The Ardeatine Massacre
(March 24, 1944)
The caves entrance at the Fosse Ardeatine Monument
The Ardeatine Massacre, or the Fosse Ardeatine Massacre, was a mass killing carried out in Rome on March 24, 1944, by German occupation troops during the Second World War as a reprisal for a partisan attack conducted on the previous day in central Rome against the SS Police Regiment Bozen.
Subsequently, the Ardeatine Caves site (Fosse Ardeatine) was declared a Memorial Cemetery and National Monument open daily to visitors. Every year, on the anniversary of the slaughter and in the presence of the senior officials of the Italian Republic, a solemn State commemoration is held at the monument in honor of the fallen. Popes Paul VI and John Paul II each visited the memorial once during their respective reigns, as did Pope Benedict XVI on March 27, 2011.
Partisan Attack
On March 23, 1944, a column of the German 11th Company, 3rd Battalion, SS Police Regiment ‘Bozen,’ was attacked by an ambush of Partisans while marching and singing on a prescribed route that led through the Piazza di Spagna into the narrow street of Via Rasella. Organized by the Nazis to intimidate and suppress the Resistance, the battalion had been raised in October 1943 from ethnic German-speakers of the northern Italian province of South Tyrol, a territory that Hitler had annexed to the German Reich after the September “betrayal” by the Italian government. Many of its citizens had since opted for German citizenship. The soldiers of the battalion were veterans of the Royal Italian Army who had seen action on the Russian Front and had chosen service in the SS rather than face another tour in the East with the Wehrmacht.

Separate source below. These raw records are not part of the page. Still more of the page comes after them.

use axum::{extract::State, Json};

use crate::api::{
    state::AppState,
    types::{ApiResult, HealthResponse},
};

/// GET /health
pub async fn health_check(State(state): State<AppState>) -> ApiResult<HealthResponse> {
    let database_ok = state.store.ping().await;
    let agents = if database_ok {
        state.dispatch.registry().count().await?
    } else {
        0
    };

    Ok(Json(HealthResponse {
        ok: database_ok,
        status: if database_ok { "healthy" } else { "degraded" }.to_string(),
        uptime_secs: state.uptime_seconds(),
        agents,
    }))
}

The attack was conducted by 16 partisans of the Communist-dominated resistance organization Gruppo d’Azione Patriottica (“Patriotic Action Group”) or GAP. An improvised explosive device was prepared consisting of 12 kilograms of TNT packed in a steel case. This was inserted into a bag containing an additional six kilograms of TNT and TNT filled iron tubing. Although reported as having been thrown from a building, the bomb had actually been hidden in a rubbish cart, pushed into position by a partisan disguised as a street cleaner, while others acted as lookouts. The fuse was lit when the police were forty seconds from the bomb. The blast caused the immediate deaths of 28 SS policemen, four more died later. All sixteen partisans—some of whom fired on the German column—succeeded in melting away into the crowd unscathed.
The German police attaché and commander of the Security Police in Rome, SS Obersturmbannführer Herbert Kappler, was on the scene soon afterwards to supervise the investigation.
When the news of the bomb attack reached Hitler’s headquarters an order was issued to Field Marshal Albert Kesselring, the Commander of Army Group “C” in Italy, to shoot within 24 hours 10 Italians for every German policeman killed. The order was silent on the question how the persons who were to be shot as a reprisal were to be selected.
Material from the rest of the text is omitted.